Keeping Friends Close

by AK_wrote_fics



Category: Criminal Minds (US TV)
Genre: Best Friends, Bisexual Jennifer "JJ" Jareau, Bisexual Spencer Reid, Childhood Friends, Emotional Hurt, Gay Male Character, Hurt Derek Morgan, Hurt Spencer Reid, Lesbian Emily Prentiss, M/M, Suicide, Suicide Notes
Language: English
Status: Completed
Published: 2021-01-15
Updated: 2021-01-15
Packaged: 2021-03-12 20:55:42
Rating: General Audiences
Warnings: Creator Chose Not To Use Archive Warnings, Major Character Death
Chapters: 1
Words: 2,607
Publisher: archiveofourown.org
Story URL: https://archiveofourown.org/works/28766691
Author URL: https://archiveofourown.org/users/AK_wrote_fics/pseuds/AK_wrote_fics
Summary: Criminal Minds one-shot
Kudos: 2





	Keeping Friends Close

**Author's Note:**

> This one takes place in the AU where Derek and Spence grew up together and they dont have their sad backgrounds yk

Der, This isn’t how I wanted it to end…..

Its been 2 months and 17 days since my best friend Spencer took his life at 10:30 pm.
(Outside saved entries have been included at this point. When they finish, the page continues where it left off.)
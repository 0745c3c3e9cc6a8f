use std::fmt;

// Define the error codes as an enum
#[derive(Debug, PartialEq, Eq, Clone, Copy)]
pub enum StatusCode {
    Ok = 0,
    NotFound = 1,
    Corruption = 2,
    NotSupported = 3,
    InvalidArgument = 4,
    IOError = 5,
    Incomplete = 6,
}

/// 错误类型：错误码 + 可选的描述信息
#[derive(Debug, Clone, PartialEq, Eq)]
pub struct Status {
    code: StatusCode,
    message: Option<String>,
}

impl Status {
    // Create a success status
    pub fn ok() -> Self {
        Status {
            code: StatusCode::Ok,
            message: None,
        }
    }

    // Error status constructors
    pub fn not_found(msg: &str, msg2: Option<&str>) -> Self {
        Self::new(StatusCode::NotFound, msg, msg2)
    }

    pub fn corruption(msg: &str, msg2: Option<&str>) -> Self {
        Self::new(StatusCode::Corruption, msg, msg2)
    }

    pub fn not_supported(msg: &str, msg2: Option<&str>) -> Self {
        Self::new(StatusCode::NotSupported, msg, msg2)
    }

    pub fn invalid_argument(msg: &str, msg2: Option<&str>) -> Self {
        Self::new(StatusCode::InvalidArgument, msg, msg2)
    }

    pub fn io_error(msg: &str, msg2: Option<&str>) -> Self {
        Self::new(StatusCode::IOError, msg, msg2)
    }

    /// 请求禁止 I/O，而所需的数据又不在缓存里
    pub fn incomplete(msg: &str, msg2: Option<&str>) -> Self {
        Self::new(StatusCode::Incomplete, msg, msg2)
    }

    // Private constructor
    fn new(code: StatusCode, msg: &str, msg2: Option<&str>) -> Self {
        let message = match msg2 {
            Some(m2) => format!("{}: {}", msg, m2),
            None => msg.to_string(),
        };
        Status {
            code,
            message: Some(message),
        }
    }

    // Status checking methods
    pub fn is_ok(&self) -> bool {
        self.code == StatusCode::Ok
    }

    pub fn is_not_found(&self) -> bool {
        self.code == StatusCode::NotFound
    }

    pub fn is_corruption(&self) -> bool {
        self.code == StatusCode::Corruption
    }

    pub fn is_io_error(&self) -> bool {
        self.code == StatusCode::IOError
    }

    pub fn is_not_supported_error(&self) -> bool {
        self.code == StatusCode::NotSupported
    }

    pub fn is_invalid_argument(&self) -> bool {
        self.code == StatusCode::InvalidArgument
    }

    pub fn is_incomplete(&self) -> bool {
        self.code == StatusCode::Incomplete
    }

    pub fn code(&self) -> StatusCode {
        self.code
    }

    /// Ok 转成 `Ok(())`，其余转成 `Err(self)`，方便用 `?` 传播
    pub fn into_result(self) -> Result<(), Status> {
        if self.is_ok() {
            Ok(())
        } else {
            Err(self)
        }
    }

    pub fn from_io_error(err: std::io::Error, filename: &str) -> Self {
        use std::io::ErrorKind;
        match err.kind() {
            ErrorKind::NotFound => Status::not_found(filename, Some(err.to_string().as_str())),
            _ => Status::io_error(filename, Some(err.to_string().as_str())),
        }
    }
}

// Implement Display for string representation
impl fmt::Display for Status {
    fn fmt(&self, f: &mut fmt::Formatter<'_>) -> fmt::Result {
        if self.is_ok() {
            write!(f, "OK")
        } else {
            match &self.message {
                Some(msg) => write!(f, "{:?}: {}", self.code, msg),
                None => write!(f, "{:?}", self.code),
            }
        }
    }
}

// Implement std::error::Error trait
impl std::error::Error for Status {}

// Implement From trait for easy conversion from standard errors
impl From<std::io::Error> for Status {
    fn from(err: std::io::Error) -> Self {
        match err.kind() {
            std::io::ErrorKind::NotFound => Status::not_found(&err.to_string(), None),
            _ => Status::io_error(&err.to_string(), None),
        }
    }
}

#[cfg(test)]
mod tests {
    use super::*;
    #[test]
    fn test_move_constructor() {
        let status = Status::ok();
        let status2 = status;
        assert!(status2.is_ok());
        let status = Status::not_found("custom NotFound status message", None);
        let status2 = status;
        assert!(status2.is_not_found());
        assert_eq!(
            "NotFound: custom NotFound status message",
            status2.to_string()
        );
    }

    #[test]
    fn test_incomplete() {
        let status = Status::incomplete("table not in cache", Some("000007.sst"));
        assert!(status.is_incomplete());
        assert!(!status.is_io_error());
        assert_eq!("Incomplete: table not in cache: 000007.sst", status.to_string());
        assert!(status.into_result().is_err());
        assert!(Status::ok().into_result().is_ok());
    }

    #[test]
    fn test_from_io_error() {
        let err = std::io::Error::new(std::io::ErrorKind::NotFound, "gone");
        assert!(Status::from_io_error(err, "x.sst").is_not_found());
        let err = std::io::Error::new(std::io::ErrorKind::PermissionDenied, "nope");
        assert!(Status::from_io_error(err, "x.sst").is_io_error());
    }
}
use crate::obj::slice::Slice;
use bytes::{BufMut, BytesMut};

pub fn encode_fixed32(dst: &mut [u8], value: u32) {
    dst[..4].copy_from_slice(&value.to_le_bytes());
}

pub fn put_fixed32(dst: &mut BytesMut, value: u32) {
    let mut buf: [u8; size_of::<u32>()] = [0; size_of::<u32>()];
    encode_fixed32(&mut buf, value);
    dst.put(&buf[..]);
}

pub fn encode_fixed64(dst: &mut [u8], value: u64) {
    dst[..8].copy_from_slice(&value.to_le_bytes());
}

pub fn put_fixed64(dst: &mut BytesMut, value: u64) {
    let mut buf: [u8; size_of::<u64>()] = [0; size_of::<u64>()];
    encode_fixed64(&mut buf, value);
    dst.put_slice(&buf);
}

#[inline]
pub fn decode_fixed32(ptr: &[u8]) -> u32 {
    u32::from_le_bytes([ptr[0], ptr[1], ptr[2], ptr[3]])
}

#[inline]
pub fn decode_fixed64(ptr: &[u8]) -> u64 {
    let mut buf = [0u8; 8];
    buf.copy_from_slice(&ptr[..8]);
    u64::from_le_bytes(buf)
}

/// 写入 varint，返回写入的字节数
#[inline]
fn encode_varint64(dst: &mut [u8], mut v: u64) -> usize {
    const B: u64 = 128;
    let mut pos: usize = 0;
    while v >= B {
        dst[pos] = (v | B) as u8;
        pos += 1;
        v >>= 7;
    }
    dst[pos] = v as u8;
    pos + 1
}

pub fn put_varint32(dst: &mut BytesMut, v: u32) {
    put_varint64(dst, v as u64)
}

pub fn put_varint64(dst: &mut BytesMut, v: u64) {
    let mut buf: [u8; 10] = [0; 10];
    let n = encode_varint64(&mut buf, v);
    dst.put_slice(&buf[..n]);
}

pub fn put_length_prefixed_slice(dst: &mut BytesMut, value: &[u8]) {
    put_varint32(dst, value.len() as u32);
    dst.put_slice(value);
}

pub fn varint_length(mut v: u64) -> usize {
    let mut len = 1;
    while v >= 128 {
        v >>= 7;
        len += 1;
    }
    len
}

/// 从 ptr 解出一个 varint32，返回剩余部分；数据不完整或溢出时返回 None
#[inline]
pub fn get_varint32ptr<'a>(ptr: &'a [u8], value: &mut u32) -> Option<&'a [u8]> {
    if let Some(&first) = ptr.first() {
        if first & 128 == 0 {
            *value = first as u32;
            return Some(&ptr[1..]);
        }
    }
    let mut result = 0u32;
    let mut shift = 0u32;
    for (pos, &byte) in ptr.iter().enumerate() {
        if shift > 28 {
            break;
        }
        let byte = byte as u32;
        if byte & 128 > 0 {
            result |= (byte & 127) << shift;
        } else {
            result |= byte << shift;
            *value = result;
            return Some(&ptr[pos + 1..]);
        }
        shift += 7;
    }
    None
}

#[inline]
pub fn get_varint64ptr<'a>(ptr: &'a [u8], value: &mut u64) -> Option<&'a [u8]> {
    let mut result = 0u64;
    let mut shift = 0u32;
    for (pos, &byte) in ptr.iter().enumerate() {
        if shift > 63 {
            break;
        }
        let byte = byte as u64;
        if byte & 128 > 0 {
            result |= (byte & 127) << shift;
        } else {
            result |= byte << shift;
            *value = result;
            return Some(&ptr[pos + 1..]);
        }
        shift += 7;
    }
    None
}

pub fn get_varint32(input: &mut Slice, value: &mut u32) -> bool {
    let limit = input.size();
    match get_varint32ptr(input.data(), value).map(|rest| rest.len()) {
        Some(remain) => {
            input.remove_prefix(limit - remain);
            true
        }
        None => false,
    }
}

pub fn get_varint64(input: &mut Slice, value: &mut u64) -> bool {
    let limit = input.size();
    match get_varint64ptr(input.data(), value).map(|rest| rest.len()) {
        Some(remain) => {
            input.remove_prefix(limit - remain);
            true
        }
        None => false,
    }
}

pub fn get_length_prefixed_slice(input: &mut Slice, result: &mut Slice) -> bool {
    let mut len = 0u32;
    if get_varint32(input, &mut len) && input.size() >= len as usize {
        *result = input.slice(len as usize);
        input.remove_prefix(len as usize);
        true
    } else {
        false
    }
}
All I can do is lay in my bed all day listening to music and thinking back to all of fun and exhilarating memories we shared together and how his smile never faded no matter how rainy the day was or how poorly he did on a test. He was the one that brought the sun to the rain and the spirit to the days that seemed to trudge on and on with no end in sight. I could use some of that right now if im being honest.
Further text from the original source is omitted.